[Items from a data source]
#####

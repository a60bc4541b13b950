use axum::{Json, extract::State, http::StatusCode};
use imgrepo_model::{ApiResponse, LoginRequest, LoginResponse, RegisterRequest};
use tracing::info;

use crate::infra::{app_state::AppState, errors::AppResult};

pub async fn register(
    State(state): State<AppState>,
    Json(request): Json<RegisterRequest>,
) -> AppResult<(StatusCode, Json<ApiResponse<()>>)> {
    state
        .service
        .register(&request.username, &request.password)
        .await?;
    info!(username = %request.username.trim(), "user registered");

    Ok((
        StatusCode::CREATED,
        Json(ApiResponse::success(()).with_message("user registered".to_string())),
    ))
}

pub async fn login(
    State(state): State<AppState>,
    Json(request): Json<LoginRequest>,
) -> AppResult<Json<ApiResponse<LoginResponse>>> {
    let token = state
        .service
        .login(&request.username, &request.password)
        .await?;

    let expires_in = token.expires_in();
    Ok(Json(ApiResponse::success(LoginResponse {
        token: token.into_string(),
        expires_in,
    })))
}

#####

What lines of the preceding data include the string "AppResult"? Pull them out.

use crate::infra::{app_state::AppState, errors::AppResult};
) -> AppResult<(StatusCode, Json<ApiResponse<()>>)> {
) -> AppResult<Json<ApiResponse<LoginResponse>>> {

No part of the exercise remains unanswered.